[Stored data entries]

*** Begin section ***

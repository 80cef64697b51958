//! Console mail backend
//!
//! Writes each message to stdout instead of handing it to a relay, so forms
//! can be exercised locally.

use std::fmt::Write as _;

use async_trait::async_trait;
use tracing::info;

use crate::email::{Email, EmailError, EmailSender};

/// Body lines shown when not verbose
const PREVIEW_LINES: usize = 8;

/// Prints outgoing form emails to stdout
///
/// # Examples
///
/// ```rust
/// use info_collection::email::{ConsoleBackend, Email, EmailSender};
///
/// # async fn example() -> Result<(), Box<dyn std::error::Error>> {
/// let email = Email::new()
///     .to("owner@example.com")
///     .from("forms@example.com")
///     .subject("New submission")
///     .html("<p>Please call me back</p>");
///
/// ConsoleBackend::new().send(email).await?;
/// # Ok(())
/// # }
/// ```
#[derive(Debug, Clone, Default)]
pub struct ConsoleBackend {
    verbose: bool,
}

impl ConsoleBackend {
    /// Print headers and the first lines of the body
    #[must_use]
    pub fn new() -> Self {
        Self::default()
    }

    /// Print headers and the whole body
    #[must_use]
    pub const fn verbose() -> Self {
        Self { verbose: true }
    }

    /// Text written for one message
    #[must_use]
    pub fn render(&self, email: &Email) -> String {
        let mut out = String::from("\n==== outgoing email (console, not delivered) ====\n");

        let mut header = |name: &str, values: &[String]| {
            if !values.is_empty() {
                let _ = writeln!(out, "{name:<9}{}", values.join(", "));
            }
        };
        header("From:", &email.from);
        header("To:", &email.to);
        header("Cc:", &email.cc);
        header("Bcc:", &email.bcc);

        if let Some(subject) = &email.subject {
            let _ = writeln!(out, "{:<9}{subject}", "Subject:");
        }
        for attachment in &email.attachments {
            let _ = writeln!(
                out,
                "{:<9}{} [{}]",
                "Attach:",
                attachment.file_name, attachment.mime_type
            );
        }

        if let Some(body) = email.html.as_ref().or(email.text.as_ref()) {
            out.push_str("---- body ----\n");
            let total = body.lines().count();
            let shown = if self.verbose { total } else { total.min(PREVIEW_LINES) };
            for line in body.lines().take(shown) {
                out.push_str(line);
                out.push('\n');
            }
            if shown < total {
                let _ = writeln!(out, "({} more lines)", total - shown);
            }
        }

        out.push_str("================================================\n");
        out
    }
}

#[async_trait]
impl EmailSender for ConsoleBackend {
    async fn send(&self, email: Email) -> Result<(), EmailError> {
        email.validate()?;

        info!(
            to = ?email.to,
            cc = email.cc.len(),
            bcc = email.bcc.len(),
            subject = email.subject.as_deref().unwrap_or_default(),
            attachments = email.attachments.len(),
            "Printed email to console"
        );

        print!("{}", self.render(&email));
        Ok(())
    }
}

#[cfg(test)]
mod tests {
    use super::*;
    use crate::email::EmailAttachment;

    fn submission_email(body: &str) -> Email {
        Email::new()
            .to("owner@example.com")
            .cc("sales@example.com")
            .from("forms@example.com")
            .subject("New submission")
            .html(body)
            .attach(EmailAttachment {
                path: "/var/uploads/cv.pdf".into(),
                file_name: "cv.pdf".to_string(),
                mime_type: "application/pdf".to_string(),
            })
    }

    #[tokio::test]
    async fn test_send_valid_email() {
        let backend = ConsoleBackend::new();

        assert!(backend.send(submission_email("<p>Hi</p>")).await.is_ok());
    }

    #[tokio::test]
    async fn test_send_rejects_email_without_recipients() {
        let email = Email::new()
            .from("forms@example.com")
            .subject("New submission")
            .text("x");

        assert!(matches!(
            ConsoleBackend::verbose().send(email).await,
            Err(EmailError::NoRecipients)
        ));
    }

    #[test]
    fn test_render_headers_and_attachments() {
        let text = ConsoleBackend::new().render(&submission_email("<p>Hi</p>"));

        assert!(text.contains("To:      owner@example.com\n"));
        assert!(text.contains("Cc:      sales@example.com\n"));
        assert!(!text.contains("Bcc:"));
        assert!(text.contains("Subject: New submission\n"));
        assert!(text.contains("Attach:  cv.pdf [application/pdf]\n"));
        assert!(text.contains("<p>Hi</p>\n"));
    }

    #[test]
    fn test_render_shortens_long_bodies_unless_verbose() {
        let body = (1..=10).map(|n| format!("line {n}")).collect::<Vec<_>>().join("\n");
        let email = submission_email(&body);

        let short = ConsoleBackend::new().render(&email);
        assert!(short.contains("line 8\n"));
        assert!(!short.contains("line 9\n"));
        assert!(short.contains("(2 more lines)"));

        let full = ConsoleBackend::verbose().render(&email);
        assert!(full.contains("line 10\n"));
        assert!(!full.contains("more lines"));
    }
}
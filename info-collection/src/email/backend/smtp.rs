//! SMTP delivery
//!
//! Attachments are read from disk when the message is built, so a file
//! removed after submission fails the send with `EmailError::IoError`.

use async_trait::async_trait;
use lettre::{
    message::{header, Attachment, Mailbox, MultiPart, SinglePart},
    transport::smtp::{
        authentication::Credentials,
        client::{Tls, TlsParameters},
    },
    AsyncSmtpTransport, AsyncTransport, Message, Tokio1Executor,
};
use serde::{Deserialize, Serialize};
use tracing::debug;

use crate::email::{Email, EmailAttachment, EmailError, EmailSender};

/// Relay settings for outgoing form mail
///
/// Read from `[mailer.smtp]` or, when that section is absent, from the
/// `SMTP_*` environment variables.
#[derive(Debug, Clone, Serialize, Deserialize)]
pub struct SmtpConfig {
    /// Relay hostname
    pub host: String,

    /// Relay port, 587 for submission with STARTTLS
    pub port: u16,

    /// Login name
    pub username: String,

    /// Login password
    pub password: String,

    /// Require STARTTLS; plain connections are only for local relays
    #[serde(default = "default_use_tls")]
    pub use_tls: bool,
}

const fn default_use_tls() -> bool {
    true
}

const DEFAULT_SUBMISSION_PORT: u16 = 587;

fn required_var(name: &str) -> Result<String, EmailError> {
    std::env::var(name).map_err(|_| EmailError::config(format!("{name} is not set")))
}

impl SmtpConfig {
    /// Read relay settings from the environment
    ///
    /// `SMTP_HOST`, `SMTP_USERNAME` and `SMTP_PASSWORD` are required.
    /// `SMTP_PORT` defaults to 587 and `SMTP_USE_TLS` to `true`.
    ///
    /// # Errors
    ///
    /// Returns `EmailError::ConfigError` naming the missing or malformed variable
    pub fn from_env() -> Result<Self, EmailError> {
        let port = match std::env::var("SMTP_PORT") {
            Ok(raw) => raw
                .parse()
                .map_err(|_| EmailError::config(format!("SMTP_PORT is not a port: {raw}")))?,
            Err(_) => DEFAULT_SUBMISSION_PORT,
        };
        let use_tls = !matches!(std::env::var("SMTP_USE_TLS").as_deref(), Ok("false"));

        Ok(Self {
            host: required_var("SMTP_HOST")?,
            port,
            username: required_var("SMTP_USERNAME")?,
            password: required_var("SMTP_PASSWORD")?,
            use_tls,
        })
    }
}

/// Body of a message before attachments are added
enum Body {
    Single(SinglePart),
    Alternative(MultiPart),
}

/// Delivers form mail through an SMTP relay with `lettre`
///
/// A transport is opened per message.
pub struct SmtpBackend {
    config: SmtpConfig,
}

impl SmtpBackend {
    /// Backend for a relay
    #[must_use]
    pub const fn new(config: SmtpConfig) -> Self {
        Self { config }
    }

    /// Backend for the relay named by the `SMTP_*` variables
    ///
    /// # Errors
    ///
    /// Returns `EmailError::ConfigError` as [`SmtpConfig::from_env`] does
    pub fn from_env() -> Result<Self, EmailError> {
        SmtpConfig::from_env().map(Self::new)
    }

    fn mailbox(address: &str) -> Result<Mailbox, EmailError> {
        address
            .parse()
            .map_err(|_| EmailError::InvalidAddress(address.to_string()))
    }

    /// Read attachments from disk into MIME parts
    async fn load_attachments(email: &Email) -> Result<Vec<SinglePart>, EmailError> {
        let mut parts = Vec::with_capacity(email.attachments.len());
        for attachment in &email.attachments {
            let bytes = tokio::fs::read(&attachment.path).await?;
            debug!(file = %attachment.file_name, size = bytes.len(), "Read attachment");
            parts.push(Self::attachment_part(attachment, bytes)?);
        }
        Ok(parts)
    }

    fn attachment_part(attachment: &EmailAttachment, bytes: Vec<u8>) -> Result<SinglePart, EmailError> {
        let content_type = header::ContentType::parse(&attachment.mime_type).map_err(|_| {
            EmailError::InvalidContentType {
                file_name: attachment.file_name.clone(),
                mime_type: attachment.mime_type.clone(),
            }
        })?;

        Ok(Attachment::new(attachment.file_name.clone()).body(bytes, content_type))
    }

    fn body(email: &Email) -> Result<Body, EmailError> {
        match (&email.html, &email.text) {
            (Some(html), Some(text)) => Ok(Body::Alternative(
                MultiPart::alternative()
                    .singlepart(SinglePart::plain(text.clone()))
                    .singlepart(SinglePart::html(html.clone())),
            )),
            (Some(html), None) => Ok(Body::Single(SinglePart::html(html.clone()))),
            (None, Some(text)) => Ok(Body::Single(SinglePart::plain(text.clone()))),
            (None, None) => Err(EmailError::NoContent),
        }
    }

    fn build_message(email: &Email, attachments: Vec<SinglePart>) -> Result<Message, EmailError> {
        email.validate()?;

        let mut builder = Message::builder().subject(email.subject.as_deref().unwrap_or_default());
        for address in &email.from {
            builder = builder.from(Self::mailbox(address)?);
        }
        // RFC 5322: several From mailboxes need exactly one Sender
        if let [first, _, ..] = email.from.as_slice() {
            builder = builder.sender(Self::mailbox(first)?);
        }
        for address in &email.to {
            builder = builder.to(Self::mailbox(address)?);
        }
        for address in &email.cc {
            builder = builder.cc(Self::mailbox(address)?);
        }
        for address in &email.bcc {
            builder = builder.bcc(Self::mailbox(address)?);
        }

        let body = Self::body(email)?;
        let message = if attachments.is_empty() {
            match body {
                Body::Single(part) => builder.singlepart(part),
                Body::Alternative(parts) => builder.multipart(parts),
            }
        } else {
            let mixed = match body {
                Body::Single(part) => MultiPart::mixed().singlepart(part),
                Body::Alternative(parts) => MultiPart::mixed().multipart(parts),
            };
            builder.multipart(attachments.into_iter().fold(mixed, MultiPart::singlepart))
        };

        message.map_err(|e| EmailError::smtp(e.to_string()))
    }

    fn create_transport(&self) -> Result<AsyncSmtpTransport<Tokio1Executor>, EmailError> {
        let credentials = Credentials::new(
            self.config.username.clone(),
            self.config.password.clone(),
        );

        let mut transport = if self.config.use_tls {
            let tls_parameters = TlsParameters::new(self.config.host.clone())
                .map_err(|e| EmailError::smtp(format!("cannot set up TLS for {}: {e}", self.config.host)))?;

            AsyncSmtpTransport::<Tokio1Executor>::starttls_relay(&self.config.host)
                .map_err(|e| EmailError::smtp(e.to_string()))?
                .credentials(credentials)
                .tls(Tls::Required(tls_parameters))
        } else {
            AsyncSmtpTransport::<Tokio1Executor>::builder_dangerous(&self.config.host)
                .credentials(credentials)
        };

        transport = transport.port(self.config.port);

        Ok(transport.build())
    }
}

#[async_trait]
impl EmailSender for SmtpBackend {
    async fn send(&self, email: Email) -> Result<(), EmailError> {
        let attachments = Self::load_attachments(&email).await?;
        let message = Self::build_message(&email, attachments)?;
        let transport = self.create_transport()?;

        transport
            .send(message)
            .await
            .map_err(|e| EmailError::smtp(e.to_string()))?;

        Ok(())
    }
}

*** End section ***

# Assigned task
Return all lines in the entries above that carry the word "environment".

# Your solution
/// `SMTP_*` environment variables.
    /// Read relay settings from the environment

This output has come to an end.